Her signature shapes are abstract, with references to things in the real world. Each work reveals the mark of the human hand, while also summoning natural forms and forces. For example, von Rydingsvard’s recent wall sculptures can be likened to wall drawings, but also suggest necklaces, lace, or other adornments. Executed on a large scale, their knobby, cupped forms and graceful lines can evoke landscapes. Von Rydingsvard, whose Bronze Bowl with Lace was recently on view at the Art Institute of Chicago, consistently endows each sculpture with tremendous dignity. In her hands, familiar forms become archetypal objects. 

Installation view, Ursula von Rydingsvard: Sculpture 1991-2009, SculptureCenter, 2011. Photo: Jason Mandella

The artist draws on her personal history to create a body of sculpture that is often somber and restrained, yet charged with concentrated energy and emotion. She has said, “My love for wood is part of my history. I come from a long line of Polish peasant farmers, and they were surrounded with wood—wooden homes, wooden fences, domestic implements, wooden tools to work the land.” Her early years were directly affected by the upheaval of World War II. Born in Germany in 1942, von Rydingsvard and her family were among the dispossessed that were forced to move from one refugee camp to another for years after the country’s defeat, eventually settling in the United States in 1950. The artist’s respect for organic materials and the dignity of labor—and the sense of loss, pain, and persistent memories that inform her work—may be traced back to these formative experiences.  

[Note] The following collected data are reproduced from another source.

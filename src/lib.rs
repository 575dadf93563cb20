pub mod clock;
pub mod config;
pub mod dividends;
pub mod duration;
pub mod format;
pub mod fx;
pub mod holdings;
pub mod market_data;
pub mod models;
pub mod portfolio;
pub mod snapshot;
pub mod storage;
pub mod valuation;
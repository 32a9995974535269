#![doc = pretty_readme::docify!("README.md", "https://docs.rs/arsenal/latest/arsenal/", "./")]
#![cfg_attr(not(any(doc, test)), no_std)]
#![expect(
	clippy::tabs_in_doc_comments,
	reason = "Consistency with source, user-configurability & accessibility"
)]
#![deny(macro_use_extern_crate, meta_variable_misuse, unit_bindings)]
#![warn(
	explicit_outlives_requirements,
	missing_docs,
	missing_debug_implementations,
	unreachable_pub,
	unused_crate_dependencies,
	unused_qualifications,
	clippy::pedantic,
	clippy::absolute_paths,
	clippy::alloc_instead_of_core,
	clippy::allow_attributes,
	clippy::allow_attributes_without_reason,
	clippy::arithmetic_side_effects,
	clippy::cfg_not_test,
	clippy::clone_on_ref_ptr,
	clippy::cognitive_complexity,
	clippy::dbg_macro,
	clippy::doc_include_without_cfg,
	clippy::empty_enum_variants_with_brackets,
	clippy::empty_structs_with_brackets,
	clippy::exhaustive_enums,
	clippy::exhaustive_structs,
	clippy::exit,
	clippy::expect_used,
	clippy::field_scoped_visibility_modifiers,
	clippy::filetype_is_file,
	clippy::fn_to_numeric_cast_any,
	clippy::get_unwrap,
	clippy::if_then_some_else_none,
	clippy::infinite_loop,
	clippy::lossy_float_literal,
	clippy::map_err_ignore,
	clippy::map_with_unused_argument_over_ranges,
	clippy::missing_const_for_fn,
	clippy::missing_docs_in_private_items,
	clippy::multiple_inherent_impl,
	clippy::mutex_atomic,
	clippy::needless_raw_strings,
	clippy::non_zero_suggestions,
	clippy::panic_in_result_fn,
	clippy::pathbuf_init_then_push,
	clippy::pointer_format,
	clippy::precedence_bits,
	clippy::print_stderr,
	clippy::print_stdout,
	clippy::pub_without_shorthand,
	clippy::rc_buffer,
	clippy::rc_mutex,
	clippy::redundant_test_prefix,
	clippy::redundant_type_annotations,
	clippy::ref_patterns,
	clippy::renamed_function_params,
	clippy::rest_pat_in_fully_bound_structs,
	clippy::return_and_then,
	clippy::same_name_method,
	clippy::self_named_module_files,
	clippy::semicolon_inside_block,
	clippy::std_instead_of_alloc,
	clippy::std_instead_of_core,
	clippy::str_to_string,
	clippy::string_lit_chars_any,
	clippy::suspicious_xor_used_as_pow,
	clippy::tests_outside_test_module,
	clippy::try_err,
	clippy::undocumented_unsafe_blocks,
	clippy::unnecessary_safety_comment,
	clippy::unnecessary_safety_doc,
	clippy::unnecessary_self_imports,
	clippy::unneeded_field_pattern,
	clippy::unused_result_ok,
	clippy::unwrap_in_result,
	clippy::unwrap_used,
	clippy::verbose_file_reads
)]

extern crate alloc;
extern crate core;
#[cfg(all(feature = "std", not(any(doc, test))))]
extern crate std;

pub mod bonus;
#[cfg(feature = "std")]
pub mod config;
pub mod dice;
pub mod expr;
pub mod parse;
pub mod stats;
pub mod weapon;

pub use bonus::Bonus;
pub use dice::Dice;
pub use expr::Expr;
pub use stats::Stats;
pub use weapon::Weapon;

#[cfg(test)]
mod tests;

#[cfg(feature = "build-binary")]
use ariadne as _;
#[cfg(feature = "build-binary")]
use clap as _;
#[cfg(feature = "build-binary")]
use tracing_subscriber as _;
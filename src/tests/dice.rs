use crate::dice::{
	roller::{Bytes, RandomBuffer, Roller, Val as ValRoller},
	Dice, Error,
};

#[test]
fn default_dice() {
	assert_eq!(Dice::default(), Dice::new(1, 4));
}

#[test]
fn dice_display() {
	assert_eq!(Dice::new(2, 6).to_string(), "2d6");
	assert_eq!(Dice::new(1, 100).to_string(), "1d100");
}

#[test]
fn dice_equality() {
	assert_eq!(Dice::new(4, 8), Dice::new(4, 8));
	assert_ne!(Dice::new(4, 8), Dice::new(4, 20));
	assert_ne!(Dice::new(4, 8), Dice::new(2, 8));
}

#[test]
fn max_totals() {
	for count in (1..=20).chain([255, 256, 300, 10_000]) {
		for sides in [1, 4, 6, 8, 10, 12, 20, 100, 255, 256, 1000] {
			let dice = Dice::new(count, sides);
			assert_eq!(dice.max_total().unwrap(), i64::from(count) * i64::from(sides));
			assert_eq!(ValRoller(1).roll(&dice, true).unwrap(), dice.max_total().unwrap());
		}
	}
}

#[test]
fn max_total_overflow() {
	let dice = Dice::new(u32::MAX, u32::MAX);
	assert!(matches!(dice.max_total(), Err(Error::Overflow(..))));
	assert!(matches!(ValRoller(1).roll(&dice, true), Err(Error::Overflow(..))));
	assert_eq!(Dice::new(u32::MAX, 2).max_total().unwrap(), i64::from(u32::MAX) * 2);
}

#[test]
fn many_dice_with_many_sides() {
	let mut roller = RandomBuffer::with_seed(5);
	let dice = Dice::new(300, 1000);
	for _ in 0..20 {
		let total = roller.roll(&dice, false).unwrap();
		assert!((300..=300 * 256).contains(&total));
	}
}

#[test]
fn max_roll_consumes_no_randomness() {
	let mut roller = RandomBuffer::new(Bytes::new([0_u8; 0]));
	assert_eq!(roller.roll(&Dice::new(3, 6), true).unwrap(), 18);
	assert!(matches!(
		roller.roll(&Dice::new(3, 6), false),
		Err(Error::RandomUnavailable(..))
	));
}

#[test]
fn rolls_sum_individual_draws() {
	let mut roller = RandomBuffer::new(Bytes::new([0, 1, 5]));
	assert_eq!(roller.roll(&Dice::new(3, 6), false).unwrap(), 1 + 2 + 6);
}

#[test]
fn convenience_dice() {
	let mut roller = ValRoller(1);
	assert_eq!(roller.d6(0, true).unwrap(), 6);
	assert_eq!(roller.d8(1, true).unwrap(), 8);
	assert_eq!(roller.d10(2, true).unwrap(), 20);
	assert_eq!(roller.d12(3, true).unwrap(), 36);
	assert_eq!(roller.d20(0, true).unwrap(), 20);
	assert_eq!(roller.d100(2, true).unwrap(), 200);
	assert_eq!(roller.d20(4, false).unwrap(), 4);
}

#[test]
fn zero_count_rolls_one_die() {
	let mut roller = RandomBuffer::new(Bytes::new([7, 7, 7]));
	assert_eq!(roller.d8(0, false).unwrap(), 8);
	assert_eq!(roller.remaining(), 255);
}

#[test]
fn errors_display() {
	let err = Error::InvalidExpression {
		expr: "abc".to_owned(),
		reason: "nope".to_owned(),
		span: 0..3,
	};
	assert_eq!(err.to_string(), "invalid dice expression \"abc\": nope");
	assert_eq!(
		Error::RandomUnavailable("no entropy".to_owned()).to_string(),
		"random bytes unavailable: no entropy"
	);
}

Installation view, Building SculptureCenter Benefit Exhibition, Maccarone Gallery, 2014. Photo: Jeffrey Sturges

Von Rydingsvard's wall sculpture Burnt Honey (2011–2014) will be a centerpiece of SculptureCenter's presentation at EXPO Chicago, on view September 22–25, 2016. New York City's only museum of contemporary art dedicated to sculpture, SculptureCenter organized a major retrospective of von Rydingsvard's work in 2011. This traveling exhibition included a selection of the artist's most significant sculptures, including wall reliefs and monumental cedar works created from 1991 to 2009. 

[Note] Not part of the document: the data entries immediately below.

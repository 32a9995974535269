//! Sources of randomness for rolling [`Dice`] and the buffered reader that draws die faces from them.

use alloc::string::ToString;
use core::{fmt, iter::Peekable};

use super::{Dice, Error};

/// Number of random bytes fetched from a [`ByteSource`] per refill of a [`RandomBuffer`]
pub const BUFFER_LEN: usize = 256;

/// Supplies raw random bytes. Implementations for production use should be cryptographically strong.
pub trait ByteSource {
	/// Fills the entire buffer with random bytes.
	///
	/// # Errors
	/// If the underlying source is unable to supply bytes, [`Error::RandomUnavailable`] is returned.
	fn fill(&mut self, buf: &mut [u8]) -> Result<(), Error>;
}

/// Rolls dice - what else is there to say?
///
/// This is the narrow interface the rest of the crate consumes randomness through.
pub trait Roller {
	/// Reads a single random value. If `bound` is nonzero, the value is in `1..=bound`, otherwise the raw byte value
	/// (`0..=255`) is returned.
	///
	/// # Errors
	/// If the roller's randomness is unavailable, [`Error::RandomUnavailable`] is returned.
	fn read(&mut self, bound: u32) -> Result<u32, Error>;

	/// Rolls a set of dice and totals them. When `max` is set, every die shows its highest face and no randomness is
	/// consumed.
	///
	/// # Errors
	/// If randomness is unavailable, an error variant is returned.
	fn roll(&mut self, dice: &Dice, max: bool) -> Result<i64, Error> {
		if max {
			return dice.max_total();
		}

		let mut sum: i64 = 0;
		for _ in 0..dice.count {
			sum = sum
				.checked_add(i64::from(self.read(dice.sides)?))
				.ok_or_else(|| Error::Overflow(dice.to_string()))?;
		}
		Ok(sum)
	}

	/// Rolls `count` d6s (a single die if `count` is zero).
	///
	/// # Errors
	/// If randomness is unavailable, an error variant is returned.
	#[inline]
	fn d6(&mut self, count: u32, max: bool) -> Result<i64, Error> {
		self.roll(&Dice::new(count.max(1), 6), max)
	}

	/// Rolls `count` d8s (a single die if `count` is zero).
	///
	/// # Errors
	/// If randomness is unavailable, an error variant is returned.
	#[inline]
	fn d8(&mut self, count: u32, max: bool) -> Result<i64, Error> {
		self.roll(&Dice::new(count.max(1), 8), max)
	}

	/// Rolls `count` d10s (a single die if `count` is zero).
	///
	/// # Errors
	/// If randomness is unavailable, an error variant is returned.
	#[inline]
	fn d10(&mut self, count: u32, max: bool) -> Result<i64, Error> {
		self.roll(&Dice::new(count.max(1), 10), max)
	}

	/// Rolls `count` d12s (a single die if `count` is zero).
	///
	/// # Errors
	/// If randomness is unavailable, an error variant is returned.
	#[inline]
	fn d12(&mut self, count: u32, max: bool) -> Result<i64, Error> {
		self.roll(&Dice::new(count.max(1), 12), max)
	}

	/// Rolls `count` d20s (a single die if `count` is zero).
	///
	/// # Errors
	/// If randomness is unavailable, an error variant is returned.
	#[inline]
	fn d20(&mut self, count: u32, max: bool) -> Result<i64, Error> {
		self.roll(&Dice::new(count.max(1), 20), max)
	}

	/// Rolls `count` d100s (a single die if `count` is zero).
	///
	/// # Errors
	/// If randomness is unavailable, an error variant is returned.
	#[inline]
	fn d100(&mut self, count: u32, max: bool) -> Result<i64, Error> {
		self.roll(&Dice::new(count.max(1), 100), max)
	}
}

/// Buffers bytes from a [`ByteSource`] and serves bounded draws from them, one byte per draw.
///
/// The buffer starts out exhausted, so the source isn't touched until the first read. Once every buffered byte has
/// been consumed, the buffer is refilled and the cursor reset before the read proceeds.
///
/// # Examples
///
/// ## Deterministic bytes
/// ```
/// use arsenal::dice::{roller::{Bytes, RandomBuffer, Roller}, Dice};
///
/// let mut roller = RandomBuffer::new(Bytes::new([0, 5, 19]));
/// assert_eq!(roller.read(20)?, 1);
/// assert_eq!(roller.read(20)?, 6);
/// assert_eq!(roller.read(0)?, 19);
/// # Ok::<(), arsenal::dice::Error>(())
/// ```
///
/// ## Seeded fastrand bytes
/// ```
/// use arsenal::dice::{roller::{RandomBuffer, Roller}, Dice};
///
/// let mut a = RandomBuffer::with_seed(0x750c38d574400);
/// let mut b = RandomBuffer::with_seed(0x750c38d574400);
/// let dice = Dice::new(4, 6);
/// assert_eq!(a.roll(&dice, false)?, b.roll(&dice, false)?);
/// # Ok::<(), arsenal::dice::Error>(())
/// ```
#[derive(Clone)]
pub struct RandomBuffer<S> {
	/// Where fresh bytes come from
	source: S,

	/// Bytes fetched by the most recent refill
	buf: [u8; BUFFER_LEN],

	/// Index of the next unread byte in `buf`
	cursor: usize,
}

impl<S: ByteSource> RandomBuffer<S> {
	/// Creates a new, exhausted buffer over the given byte source.
	#[must_use]
	pub const fn new(source: S) -> Self {
		Self {
			source,
			buf: [0; BUFFER_LEN],
			cursor: BUFFER_LEN,
		}
	}

	/// Reads the next raw byte, refilling the buffer first if it has been used up.
	fn next_byte(&mut self) -> Result<u8, Error> {
		if self.cursor >= BUFFER_LEN {
			self.source.fill(&mut self.buf)?;
			self.cursor = 0;
			tracing::trace!(len = BUFFER_LEN, "refilled random buffer");
		}

		let byte = self.buf[self.cursor];
		self.cursor = self.cursor.saturating_add(1);
		Ok(byte)
	}

	/// Number of bytes that can be read before the next refill.
	#[must_use]
	#[inline]
	pub const fn remaining(&self) -> usize {
		BUFFER_LEN.saturating_sub(self.cursor)
	}

	/// Consumes the buffer, returning the byte source.
	#[must_use]
	#[inline]
	pub fn into_source(self) -> S {
		self.source
	}
}

#[cfg(feature = "getrandom")]
impl RandomBuffer<OsRandom> {
	/// Creates a buffer over the operating system's cryptographically strong random source.
	#[must_use]
	#[inline]
	pub const fn os() -> Self {
		Self::new(OsRandom)
	}
}

#[cfg(feature = "getrandom")]
impl Default for RandomBuffer<OsRandom> {
	#[inline]
	fn default() -> Self {
		Self::os()
	}
}

#[cfg(feature = "fastrand")]
impl RandomBuffer<fastrand::Rng> {
	/// Creates a buffer over a pre-seeded fastrand RNG, for reproducible simulations. This is *not* cryptographically
	/// strong.
	#[must_use]
	#[inline]
	pub fn with_seed(seed: u64) -> Self {
		Self::new(fastrand::Rng::with_seed(seed))
	}
}

impl<S: ByteSource> Roller for RandomBuffer<S> {
	/// Draws exactly one byte. A single byte only has 256 values, so dice with more sides than that never show a face
	/// above 256.
	fn read(&mut self, bound: u32) -> Result<u32, Error> {
		let byte = u32::from(self.next_byte()?);
		Ok(match bound {
			0 => byte,
			// Can't overflow: the remainder is at most 255
			_ => (byte % bound).saturating_add(1),
		})
	}
}

impl<S> fmt::Debug for RandomBuffer<S> {
	fn fmt(&self, f: &mut fmt::Formatter<'_>) -> fmt::Result {
		f.debug_struct("RandomBuffer")
			.field("cursor", &self.cursor)
			.finish_non_exhaustive()
	}
}

/// Fetches bytes from the operating system's cryptographically strong random source using [getrandom]. Requires the
/// `getrandom` feature (enabled by default).
#[cfg(feature = "getrandom")]
#[derive(Debug, Default, Clone, Copy)]
#[expect(clippy::exhaustive_structs, reason = "Unit struct with no state")]
pub struct OsRandom;

#[cfg(feature = "getrandom")]
impl ByteSource for OsRandom {
	#[inline]
	fn fill(&mut self, buf: &mut [u8]) -> Result<(), Error> {
		getrandom::fill(buf).map_err(|err| Error::RandomUnavailable(err.to_string()))
	}
}

#[cfg(feature = "fastrand")]
impl ByteSource for fastrand::Rng {
	#[inline]
	fn fill(&mut self, buf: &mut [u8]) -> Result<(), Error> {
		fastrand::Rng::fill(self, buf);
		Ok(())
	}
}

/// Supplies bytes from an iterator. Mainly useful for testing purposes.
///
/// Once the iterator has finished, further fills fail with [`Error::RandomUnavailable`].
#[derive(Debug, Clone)]
pub struct Bytes<I: Iterator<Item = u8>>(Peekable<I>);

impl<I: Iterator<Item = u8>> Bytes<I> {
	/// Creates a new byte source that uses the given iterator to provide bytes.
	#[must_use]
	#[inline]
	pub fn new(iter: impl IntoIterator<IntoIter = I>) -> Self {
		Self(iter.into_iter().peekable())
	}

	/// Checks whether the iterator still has bytes available.
	#[inline]
	pub fn has_bytes(&mut self) -> bool {
		self.0.peek().is_some()
	}
}

impl<I: Iterator<Item = u8>> ByteSource for Bytes<I> {
	/// Fills as much of the buffer as the iterator can supply, zeroing the rest. A buffer can't be partially
	/// consumed before its refill, so the zeroed tail is only observable by reading past the supplied bytes.
	fn fill(&mut self, buf: &mut [u8]) -> Result<(), Error> {
		if !self.has_bytes() {
			return Err(Error::RandomUnavailable("byte iterator is finished".to_string()));
		}

		for slot in buf.iter_mut() {
			*slot = self.0.next().unwrap_or(0);
		}
		Ok(())
	}
}

/// Generates draws that always have a specific value, ignoring the bound.
///
/// # Examples
/// ```
/// use arsenal::dice::{roller::{Roller, Val as ValRoller}, Dice};
///
/// let mut roller = ValRoller(3);
/// assert_eq!(roller.roll(&Dice::new(4, 6), false)?, 12);
/// assert_eq!(roller.d20(1, false)?, 3);
/// # Ok::<(), arsenal::dice::Error>(())
/// ```
#[derive(Debug, Default, Clone)]
#[expect(clippy::exhaustive_structs, reason = "Highly unlikely to change")]
pub struct Val(pub u32);

impl Roller for Val {
	#[inline]
	fn read(&mut self, _bound: u32) -> Result<u32, Error> {
		Ok(self.0)
	}
}
mod dice;
mod stats;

Also featured on SculptureCenter's booth at EXPO Chicago will be limited editions by Anthea Hamilton—who is nominated for this year's Turner Prize for her recent SculptureCenter exhibition, Lichen! Libido! Chastity!—as well as Mika Tajima and Leslie Hewitt, whose solo SculptureCenter projects recently closed. 

Installation view, Ursula von Rydingsvard: Sculpture 1991-2009, SculptureCenter, 2011. Photo: Jason Mandella

The proceeds of all sales will benefit the institution’s ambitious program. For more information, please contact Ben Whine, Associate Director, at [email protected].

Ursula von Rydingsvard's first solo exhibition was presented in New York in 1975 and she has been exhibiting her work in museums and galleries internationally ever since. Her sculpture is included in the permanent collections of over thirty museums, including the Metropolitan Museum of Art, The Museum of Modern Art, and the Whitney Museum of American Art, New York; Walker Art Center, Minneapolis; Nelson-Atkins Museum of Art, Kansas City; High Museum of Art, Atlanta, and Detroit Institute of Arts. Major permanent commissions of her work are view at the Microsoft Corporation, Redmond, Washington; the Bloomberg Building, New York; the Barclays Center, Brooklyn, New York; and the Queens Family Courthouse, New York.